Грустно становится, когда раздумываешься об этих временах, которых остатки существовали еще так недавно. Но и тут, как везде, есть одна сторона отрадная, успокоивающая: это вид бодрого, свежего крестьянского населения, твердо переносящего все испытания, без отчаянного уныния, но с постоянной надеждой на милость божию и царскую. Много сил должно таиться в том народе, который не опустился нравственно среди такой жизни, какую он вел много лет, работая на Багровых, Куролесовых, Д. и т. п…. Весело смотрел маленький Сережа на дружную работу косцов и потом с восхищением рассказывал, как это хорошо – косить. Ему ответили, что смотреть-то хорошо, а работа очень тяжела, и он долго не мог помириться с мыслью, чтобы такая веселая и красивая работа могла быть тяжела.

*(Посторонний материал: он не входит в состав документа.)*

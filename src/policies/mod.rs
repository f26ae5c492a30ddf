//! Respawn policies.
//!
//! This module groups the knobs that control **whether** a crashed worker slot
//! is relaunched.
//!
//! ## Contents
//! - [`CrashLoopPolicy`] at most `max_crashes` crashes per `window`
//! - [`CrashHistory`] fixed-capacity ring of recent crash instants per slot
//! - [`RespawnVerdict`] outcome of evaluating one crash
//!
//! ## Quick wiring
//! ```text
//! Settings { respawn, crash_policy, respawn_delay }
//!      └─► core::pool::Pool uses:
//!           - crash_policy.evaluate(&mut record.history, now) on every crash
//!           - respawn_delay to arm the one-shot respawn timer
//! ```
//!
//! ## Defaults
//! - `max_crashes = 3` (capped at 10), `crash_window = 5s`.

mod crash_loop;

pub use crash_loop::{CrashHistory, CrashLoopPolicy, MAX_TRACKED_CRASHES, RespawnVerdict};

В другой раз он видел жнитво, при котором на вопрос отца его: «Не тяжело ли?» – крестьяне отвечали: «Тяжеленько, да как же быть: рожь сильна, – прихватим вечера». Тут маленького Сережу поразили тяжело дышащие, согнутые над серпом крестьянки, обвязанные грязными тряпицами пальцы на руках и босых ногах работавших, и особенно плач грудного ребенка, который был тут же, в поле, с матерью, как бы приучаясь к этой «страде» крестьянской. Сережа с любопытством смотрел, как молодая женщина, воткнув серп в связанный ею сноп, подошла к ребенку и тут же, присев у стоящего пятка снопов, начала целовать, ласкать и кормить грудью свое дитя, а потом снова положила его в люльку и принялась жать с особенным усилием, чтобы наверстать потерянное время и не отстать в работе. «Невыразимое чувство сострадания к работающим с таким напряжением сил, на солнечном зное, обхватило мою душу», – говорит г. Аксаков (стр. 61). Через несколько времени крестьянские работы дали ему испытать еще новое чувство. Он увидал, как боронят землю крестьянские мальчики, и сам захотел попробовать боронить. Мать сначала говорила ему, что это вздор, что это не его дело, но наконец согласилась на усиленные просьбы сына. Разумеется, оказалось, что Сережа не только боронить не может, но даже ходить по вспаханной земле не умеет. «Крестьянский мальчик шел рядом со мной, – говорит он, – и смеялся. Мне было стыдно и досадно» (стр. 369).